We need a new mattress. We have not gotten one for three very simple reasons:

1. Mattresses are very expensive and I am very cheap. I wish I could just steal the Sheraton's mattress and get it over with but that means I'd have to DRIVE to get it home, as opposed to flying or some other faster means of travel, and I'm too lazy to drive through boring flat land for six hours for a mattress. By the way, I am cheap, but am also not rich, which is a polite way of saying that in this economy after paying bills and feeding kids and saving a pittance every month I am broke.

2. Our bed is one California king (why not Texas?) bed made of two beautiful antique wood frames and headboards situated together to make a cool-looking sleigh bed. Chris would have to CUT IT CUT MY BEAUTIFUL BED to modify it to fit a regular king or Cali king mattress and I just can't allow it for reasons that are unclear to me.

3. I thought I had three reasons but really, only two. Sorry.

I have spent the better part of five years watching Chris construct ways to hodgepodge the two twin mattresses in our room into one. Sunday we got this weird, thick, and heavy memory foam and some pillowtop thing to go over it, having flattened the other crap we had over it, and it made the bed heavenly. Not Heavenly, just heavenly. The Westin has Heavenly.

I worked from my bed all day yesterday. The boys were sweetly understanding that mommy had to work full time ll last week and most of the week before that, before she went out of town, so they knew that I had to sew my laptop to my head. Yesterday was the first full day back that I've had to decompress and I literally spend the majority of my afternoon in my bed with the memory thing on top and the pillow thing on top and ohmygawd my back felt so much better sleeping on that. And also my backside. I don't have a backside, I have two hambones fashioned together to make a derriere. So I sat in bed and worked and the boys brought me books and we read and then I tried to cajole Ewan into taking a nap with me but he said no. I let him color my fingernails with a red crayon and that bought me about twenty minutes of solid nappage.

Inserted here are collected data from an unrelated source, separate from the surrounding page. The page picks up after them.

//! Distance kernels and row reductions used by the metric losses

#[cfg(feature = "parallel")]
use rayon::prelude::*;

use crate::error::{MetricError, MetricResult};
use super::core::{Element, Shape, Tensor};

/// Squared Euclidean distance between two vectors of equal length
#[inline]
pub fn squared_distance<T: Element>(a: &[T], b: &[T]) -> T {
    debug_assert_eq!(a.len(), b.len());
    a.iter()
        .zip(b.iter())
        .map(|(&x, &y)| {
            let d = x - y;
            d * d
        })
        .sum()
}

/// Accumulate `coef * d||a - b||² / da` into `grad_a` and the matching term into `grad_b`.
#[inline]
pub fn accumulate_distance_grad<T: Element>(
    coef: T,
    a: &[T],
    b: &[T],
    grad_a: &mut [T],
    grad_b: &mut [T],
) {
    let scale = T::two() * coef;
    for i in 0..a.len() {
        let g = scale * (a[i] - b[i]);
        grad_a[i] += g;
        grad_b[i] -= g;
    }
}

/// Broadcast one anchor per batch row, shape (batch, 1, dim), against every
/// candidate of that row, shape (batch, n, dim). Returns (batch, n) squared distances.
pub fn broadcast_squared_distances<T: Element>(
    anchor: &Tensor<T, 3>,
    candidates: &Tensor<T, 3>,
) -> MetricResult<Tensor<T, 2>> {
    let a = anchor.shape();
    let c = candidates.shape();
    if a.count() != 1 {
        return Err(MetricError::shape_error(
            &format!("anchor of shape [{}, 1, {}]", a.batch(), a.dim()),
            &a.to_string(),
            Some("broadcasting needs exactly one anchor embedding per batch row"),
        ));
    }
    if a.batch() != c.batch() || a.dim() != c.dim() {
        return Err(MetricError::shape_error(
            &format!("candidates of shape [{}, n, {}]", a.batch(), a.dim()),
            &c.to_string(),
            None,
        ));
    }

    let count = c.count();
    let mut out = Tensor::zeros(Shape::new([c.batch(), count]));
    if count == 0 {
        return Ok(out);
    }

    let fill = |(b, row): (usize, &mut [T])| {
        let anchor_vec = anchor.vector(b, 0);
        for (j, slot) in row.iter_mut().enumerate() {
            *slot = squared_distance(anchor_vec, candidates.vector(b, j));
        }
    };

    #[cfg(feature = "parallel")]
    out.as_slice_mut().par_chunks_mut(count).enumerate().for_each(fill);

    #[cfg(not(feature = "parallel"))]
    out.as_slice_mut().chunks_mut(count).enumerate().for_each(fill);

    Ok(out)
}

/// Row-wise squared distance between two (batch, dim) matrices
pub fn paired_squared_distances<T: Element>(
    a: &Tensor<T, 2>,
    b: &Tensor<T, 2>,
) -> MetricResult<Tensor<T, 1>> {
    if a.shape() != b.shape() {
        return Err(MetricError::shape_error(&a.shape().to_string(), &b.shape().to_string(), None));
    }
    let rows = a.shape().rows();
    let data = (0..rows).map(|r| squared_distance(a.row(r), b.row(r))).collect();
    Tensor::from_vec(data, Shape::new([rows]))
}

/// Sum of every row of a (rows, cols) matrix
pub fn sum_rows<T: Element>(values: &Tensor<T, 2>) -> Tensor<T, 1> {
    let rows = values.shape().rows();
    Tensor::from_fn(Shape::new([rows]), |r| values.row(r).iter().copied().sum())
}

/// Index of the first minimum in every row
pub fn argmin_rows<T: Element>(values: &Tensor<T, 2>) -> Vec<usize> {
    (0..values.shape().rows())
        .map(|r| first_extreme(values.row(r), |candidate, best| candidate < best))
        .collect()
}

/// Index of the first maximum in every row
pub fn argmax_rows<T: Element>(values: &Tensor<T, 2>) -> Vec<usize> {
    (0..values.shape().rows())
        .map(|r| first_extreme(values.row(r), |candidate, best| candidate > best))
        .collect()
}

/// Gather one column per row
pub fn gather_rows<T: Element>(values: &Tensor<T, 2>, indices: &[usize]) -> MetricResult<Tensor<T, 1>> {
    let rows = values.shape().rows();
    if indices.len() != rows {
        return Err(MetricError::shape_error(
            &format!("{} indices", rows),
            &format!("{} indices", indices.len()),
            None,
        ));
    }
    let data = indices.iter().enumerate().map(|(r, &c)| values.get(r, c)).collect();
    Tensor::from_vec(data, Shape::new([rows]))
}

fn first_extreme<T: Element>(row: &[T], better: impl Fn(T, T) -> bool) -> usize {
    let mut best = 0;
    for (i, &v) in row.iter().enumerate().skip(1) {
        if better(v, row[best]) {
            best = i;
        }
    }
    best
}

#[cfg(test)]
mod tests {
    use super::*;

    #[test]
    fn test_squared_distance() {
        assert_eq!(squared_distance(&[0.0f32, 0.0], &[3.0, 4.0]), 25.0);
        assert_eq!(squared_distance(&[1.0f64], &[1.0]), 0.0);
    }

    #[test]
    fn test_broadcast_distances() {
        let anchor = Tensor::<f64, 3>::from_nested(vec![vec![vec![0.0, 0.0]], vec![vec![1.0, 1.0]]]).unwrap();
        let candidates = Tensor::<f64, 3>::from_nested(vec![
            vec![vec![1.0, 0.0], vec![0.0, 2.0], vec![3.0, 4.0]],
            vec![vec![1.0, 1.0], vec![2.0, 1.0], vec![1.0, 3.0]],
        ])
        .unwrap();
        let d = broadcast_squared_distances(&anchor, &candidates).unwrap();
        assert_eq!(d.shape(), Shape::new([2, 3]));
        assert_eq!(d.row(0), &[1.0, 4.0, 25.0]);
        assert_eq!(d.row(1), &[0.0, 1.0, 4.0]);
    }

    #[test]
    fn test_broadcast_rejects_mismatch() {
        let anchor = Tensor::<f64, 3>::zeros(Shape::new([2, 1, 3]));
        let wrong_batch = Tensor::<f64, 3>::zeros(Shape::new([3, 4, 3]));
        let wrong_dim = Tensor::<f64, 3>::zeros(Shape::new([2, 4, 2]));
        let two_anchors = Tensor::<f64, 3>::zeros(Shape::new([2, 2, 3]));
        assert!(matches!(broadcast_squared_distances(&anchor, &wrong_batch), Err(MetricError::ShapeError(_))));
        assert!(matches!(broadcast_squared_distances(&anchor, &wrong_dim), Err(MetricError::ShapeError(_))));
        assert!(matches!(broadcast_squared_distances(&two_anchors, &wrong_dim), Err(MetricError::ShapeError(_))));
    }

    #[test]
    fn test_arg_extremes_pick_first_on_ties() {
        let v = Tensor::<f32, 2>::from_rows(vec![vec![2.0, 1.0, 1.0, 3.0, 3.0], vec![5.0, 5.0, 5.0, 5.0, 5.0]]).unwrap();
        assert_eq!(argmin_rows(&v), vec![1, 0]);
        assert_eq!(argmax_rows(&v), vec![3, 0]);
        let picked = gather_rows(&v, &[3, 2]).unwrap();
        assert_eq!(picked.as_slice(), &[3.0, 5.0]);
    }

    #[test]
    fn test_distance_grad_matches_formula() {
        let a = [1.0f64, 2.0];
        let b = [0.0f64, -1.0];
        let mut ga = [0.0; 2];
        let mut gb = [0.0; 2];
        accumulate_distance_grad(0.5, &a, &b, &mut ga, &mut gb);
        assert_eq!(ga, [1.0, 3.0]);
        assert_eq!(gb, [-1.0, -3.0]);
    }

    #[test]
    fn test_paired_distances() {
        let a = Tensor::<f64, 2>::from_rows(vec![vec![0.0, 0.0], vec![1.0, 1.0]]).unwrap();
        let b = Tensor::<f64, 2>::from_rows(vec![vec![3.0, 4.0], vec![1.0, 2.0]]).unwrap();
        assert_eq!(paired_squared_distances(&a, &b).unwrap().as_slice(), &[25.0, 1.0]);
    }
}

My other nap tricks (all activities can be done while sleeping) include: Make a Portrait of Mommy, Operate On Mommy's Back (back massage FTW!), Sleeping Beauty (or Rescue the Sleepy Princess, as Ewan calls it) and Playing Dead.

It was a glorious day.

I want to move my entire operation to this bed. It's big enough to accommodate the entire family. It's in one of my most favorite sunny rooms in the house with a view of the entire block.

The memory foam stuff feels totally alien to me. I spent the better part of 20 minutes repeatedly squishing it with my hands right when we put it on the bed. Later the boys climbed on top to make memory foam angels, impressions of which lasted only seconds. When I sleep on it I don't toss and turn and get massive bed head trying to get comfortable. I went to sleep in one position and literally woke up in that EXACT SAME POSITION. That never happens. It was sort of creepy. I can't tell you who makes the stuff, having deconstructed the box and stuffed it into the recycling bin already, but if you ever have the opportunity to get memory foam anything, DO IT.